Problem statement » Gather all lines in the data that hold the string "FormEntity".

Given entries »
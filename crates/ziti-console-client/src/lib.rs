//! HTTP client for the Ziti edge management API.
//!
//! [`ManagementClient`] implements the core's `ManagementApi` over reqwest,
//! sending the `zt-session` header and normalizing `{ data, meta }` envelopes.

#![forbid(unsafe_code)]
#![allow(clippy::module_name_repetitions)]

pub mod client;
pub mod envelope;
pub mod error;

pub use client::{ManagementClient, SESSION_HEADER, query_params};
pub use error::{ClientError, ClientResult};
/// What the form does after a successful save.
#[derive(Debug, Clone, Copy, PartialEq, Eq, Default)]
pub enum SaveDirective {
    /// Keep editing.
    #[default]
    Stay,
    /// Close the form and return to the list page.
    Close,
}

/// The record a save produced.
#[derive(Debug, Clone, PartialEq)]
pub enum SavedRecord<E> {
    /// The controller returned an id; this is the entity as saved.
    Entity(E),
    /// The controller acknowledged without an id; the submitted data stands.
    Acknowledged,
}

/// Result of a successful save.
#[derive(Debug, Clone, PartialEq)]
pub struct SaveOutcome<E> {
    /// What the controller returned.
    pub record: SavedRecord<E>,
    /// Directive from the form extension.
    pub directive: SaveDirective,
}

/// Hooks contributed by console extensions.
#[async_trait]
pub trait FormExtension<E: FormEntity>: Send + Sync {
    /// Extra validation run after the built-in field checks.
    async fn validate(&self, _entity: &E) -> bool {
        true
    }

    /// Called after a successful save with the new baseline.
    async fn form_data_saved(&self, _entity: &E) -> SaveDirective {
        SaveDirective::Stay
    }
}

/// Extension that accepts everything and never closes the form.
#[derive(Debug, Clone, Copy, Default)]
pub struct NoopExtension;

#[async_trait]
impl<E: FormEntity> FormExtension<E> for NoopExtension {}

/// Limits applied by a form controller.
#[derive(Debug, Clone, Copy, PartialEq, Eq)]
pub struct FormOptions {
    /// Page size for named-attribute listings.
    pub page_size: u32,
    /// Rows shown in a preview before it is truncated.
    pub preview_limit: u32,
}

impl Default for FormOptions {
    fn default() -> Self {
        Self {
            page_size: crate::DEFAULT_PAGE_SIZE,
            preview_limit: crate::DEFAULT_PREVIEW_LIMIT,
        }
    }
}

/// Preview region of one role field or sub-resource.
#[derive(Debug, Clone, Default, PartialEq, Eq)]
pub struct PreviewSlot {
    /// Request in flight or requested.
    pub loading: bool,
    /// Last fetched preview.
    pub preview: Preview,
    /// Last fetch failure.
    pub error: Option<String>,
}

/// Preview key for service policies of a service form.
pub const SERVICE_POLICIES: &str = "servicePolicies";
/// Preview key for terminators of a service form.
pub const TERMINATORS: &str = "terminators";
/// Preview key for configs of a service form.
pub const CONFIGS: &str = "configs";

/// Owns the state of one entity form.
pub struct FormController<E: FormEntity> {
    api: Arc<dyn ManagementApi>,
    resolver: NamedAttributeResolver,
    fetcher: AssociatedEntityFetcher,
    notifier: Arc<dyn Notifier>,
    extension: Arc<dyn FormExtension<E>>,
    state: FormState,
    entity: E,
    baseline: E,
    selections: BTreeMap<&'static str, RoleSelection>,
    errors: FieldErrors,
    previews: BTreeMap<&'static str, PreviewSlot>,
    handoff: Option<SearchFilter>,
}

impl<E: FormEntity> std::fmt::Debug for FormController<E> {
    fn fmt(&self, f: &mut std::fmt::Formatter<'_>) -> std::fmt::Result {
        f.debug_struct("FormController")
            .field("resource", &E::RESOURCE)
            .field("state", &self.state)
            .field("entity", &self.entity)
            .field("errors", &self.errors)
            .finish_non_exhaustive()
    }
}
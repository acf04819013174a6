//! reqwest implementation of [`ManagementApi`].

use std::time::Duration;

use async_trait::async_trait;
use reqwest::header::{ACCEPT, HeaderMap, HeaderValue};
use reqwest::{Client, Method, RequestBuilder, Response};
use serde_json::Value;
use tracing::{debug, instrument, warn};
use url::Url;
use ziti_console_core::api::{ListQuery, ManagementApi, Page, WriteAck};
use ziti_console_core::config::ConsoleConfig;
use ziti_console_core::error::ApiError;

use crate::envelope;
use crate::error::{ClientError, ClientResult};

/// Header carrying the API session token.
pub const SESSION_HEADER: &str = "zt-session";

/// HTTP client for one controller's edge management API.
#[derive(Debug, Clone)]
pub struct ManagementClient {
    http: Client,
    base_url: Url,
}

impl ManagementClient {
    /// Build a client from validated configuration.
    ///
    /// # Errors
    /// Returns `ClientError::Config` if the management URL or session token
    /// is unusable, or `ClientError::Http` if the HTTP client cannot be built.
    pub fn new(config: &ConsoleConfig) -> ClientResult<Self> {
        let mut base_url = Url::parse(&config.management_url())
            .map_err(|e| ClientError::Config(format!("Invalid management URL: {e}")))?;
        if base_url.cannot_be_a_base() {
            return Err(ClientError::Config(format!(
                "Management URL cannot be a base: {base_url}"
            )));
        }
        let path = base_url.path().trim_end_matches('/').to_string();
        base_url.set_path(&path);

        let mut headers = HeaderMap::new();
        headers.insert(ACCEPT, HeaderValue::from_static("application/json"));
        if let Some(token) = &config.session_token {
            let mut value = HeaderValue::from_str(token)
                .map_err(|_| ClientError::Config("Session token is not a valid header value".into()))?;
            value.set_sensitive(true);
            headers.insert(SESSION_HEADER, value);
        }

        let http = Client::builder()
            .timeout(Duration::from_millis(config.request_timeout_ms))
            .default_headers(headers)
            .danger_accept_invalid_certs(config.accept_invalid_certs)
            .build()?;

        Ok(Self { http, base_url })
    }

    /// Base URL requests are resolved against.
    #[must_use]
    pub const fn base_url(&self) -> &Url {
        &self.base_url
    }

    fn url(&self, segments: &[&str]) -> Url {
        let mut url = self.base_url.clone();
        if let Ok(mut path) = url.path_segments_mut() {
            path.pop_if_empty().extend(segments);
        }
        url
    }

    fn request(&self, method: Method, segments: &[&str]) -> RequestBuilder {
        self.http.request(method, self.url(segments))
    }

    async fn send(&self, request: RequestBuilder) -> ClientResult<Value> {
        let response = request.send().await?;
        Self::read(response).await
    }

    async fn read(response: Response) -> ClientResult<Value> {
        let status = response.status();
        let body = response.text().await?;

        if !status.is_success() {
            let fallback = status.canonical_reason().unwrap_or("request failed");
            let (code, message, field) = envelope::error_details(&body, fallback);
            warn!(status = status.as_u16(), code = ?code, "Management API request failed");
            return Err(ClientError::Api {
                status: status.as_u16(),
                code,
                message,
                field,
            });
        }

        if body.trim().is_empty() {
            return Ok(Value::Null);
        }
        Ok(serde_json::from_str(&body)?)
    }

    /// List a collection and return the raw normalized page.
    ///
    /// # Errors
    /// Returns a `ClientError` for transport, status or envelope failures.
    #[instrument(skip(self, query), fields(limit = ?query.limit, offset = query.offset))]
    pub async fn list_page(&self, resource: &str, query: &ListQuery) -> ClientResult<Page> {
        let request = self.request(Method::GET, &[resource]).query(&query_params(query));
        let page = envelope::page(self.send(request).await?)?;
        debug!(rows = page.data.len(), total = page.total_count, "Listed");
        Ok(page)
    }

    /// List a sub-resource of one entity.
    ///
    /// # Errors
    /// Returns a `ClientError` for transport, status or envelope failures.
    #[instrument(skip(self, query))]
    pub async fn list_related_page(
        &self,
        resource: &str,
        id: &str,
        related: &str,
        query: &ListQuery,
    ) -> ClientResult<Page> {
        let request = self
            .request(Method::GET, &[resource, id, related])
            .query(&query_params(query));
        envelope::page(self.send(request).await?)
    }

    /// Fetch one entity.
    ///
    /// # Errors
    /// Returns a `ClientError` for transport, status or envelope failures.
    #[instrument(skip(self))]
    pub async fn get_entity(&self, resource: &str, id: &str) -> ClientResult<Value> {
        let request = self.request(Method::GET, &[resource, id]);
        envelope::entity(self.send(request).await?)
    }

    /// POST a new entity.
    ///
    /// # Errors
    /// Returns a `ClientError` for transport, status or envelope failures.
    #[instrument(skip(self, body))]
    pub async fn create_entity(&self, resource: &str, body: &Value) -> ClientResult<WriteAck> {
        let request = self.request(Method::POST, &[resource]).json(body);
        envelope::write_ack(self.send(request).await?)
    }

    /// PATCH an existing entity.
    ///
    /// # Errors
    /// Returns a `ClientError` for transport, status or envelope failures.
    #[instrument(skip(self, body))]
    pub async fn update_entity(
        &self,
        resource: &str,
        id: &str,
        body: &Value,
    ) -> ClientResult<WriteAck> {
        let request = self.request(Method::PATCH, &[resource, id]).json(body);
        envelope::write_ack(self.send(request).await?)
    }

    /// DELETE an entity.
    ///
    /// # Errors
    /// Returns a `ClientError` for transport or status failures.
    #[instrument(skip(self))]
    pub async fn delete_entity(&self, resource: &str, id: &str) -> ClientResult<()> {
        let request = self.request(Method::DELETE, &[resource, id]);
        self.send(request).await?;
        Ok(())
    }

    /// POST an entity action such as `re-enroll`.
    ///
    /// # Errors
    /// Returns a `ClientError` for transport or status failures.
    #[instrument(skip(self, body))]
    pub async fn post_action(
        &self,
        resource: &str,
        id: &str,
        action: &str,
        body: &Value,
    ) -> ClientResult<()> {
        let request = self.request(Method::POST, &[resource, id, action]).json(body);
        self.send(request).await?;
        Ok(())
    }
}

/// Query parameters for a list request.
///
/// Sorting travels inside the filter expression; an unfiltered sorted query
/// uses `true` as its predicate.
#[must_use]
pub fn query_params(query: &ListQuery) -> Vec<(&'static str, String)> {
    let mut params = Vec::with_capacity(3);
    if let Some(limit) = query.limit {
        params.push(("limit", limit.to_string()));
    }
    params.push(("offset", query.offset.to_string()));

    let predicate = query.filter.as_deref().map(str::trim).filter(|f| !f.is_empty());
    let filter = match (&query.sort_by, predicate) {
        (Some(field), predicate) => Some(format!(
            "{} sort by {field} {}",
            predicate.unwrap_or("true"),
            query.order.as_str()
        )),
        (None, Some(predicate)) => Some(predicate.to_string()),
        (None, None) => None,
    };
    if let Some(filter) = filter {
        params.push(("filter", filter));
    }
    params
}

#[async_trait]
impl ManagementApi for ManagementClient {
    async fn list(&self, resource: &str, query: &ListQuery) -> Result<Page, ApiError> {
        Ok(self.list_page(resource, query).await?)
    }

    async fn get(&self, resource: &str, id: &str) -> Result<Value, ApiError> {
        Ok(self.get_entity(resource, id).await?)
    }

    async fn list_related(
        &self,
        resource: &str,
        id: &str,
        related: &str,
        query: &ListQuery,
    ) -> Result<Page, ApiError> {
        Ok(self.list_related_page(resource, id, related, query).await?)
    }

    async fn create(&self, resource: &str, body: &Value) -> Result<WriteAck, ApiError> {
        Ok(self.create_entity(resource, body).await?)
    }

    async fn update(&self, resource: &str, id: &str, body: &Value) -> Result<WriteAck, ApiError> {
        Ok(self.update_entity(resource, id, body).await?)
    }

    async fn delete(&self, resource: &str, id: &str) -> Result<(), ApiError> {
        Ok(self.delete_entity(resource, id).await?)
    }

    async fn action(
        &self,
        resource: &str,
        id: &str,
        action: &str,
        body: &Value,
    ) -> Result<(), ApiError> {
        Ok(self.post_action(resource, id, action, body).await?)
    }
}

The completed task »
pub trait FormExtension<E: FormEntity>: Send + Sync {
impl<E: FormEntity> FormExtension<E> for NoopExtension {}
pub struct FormController<E: FormEntity> {
impl<E: FormEntity> std::fmt::Debug for FormController<E> {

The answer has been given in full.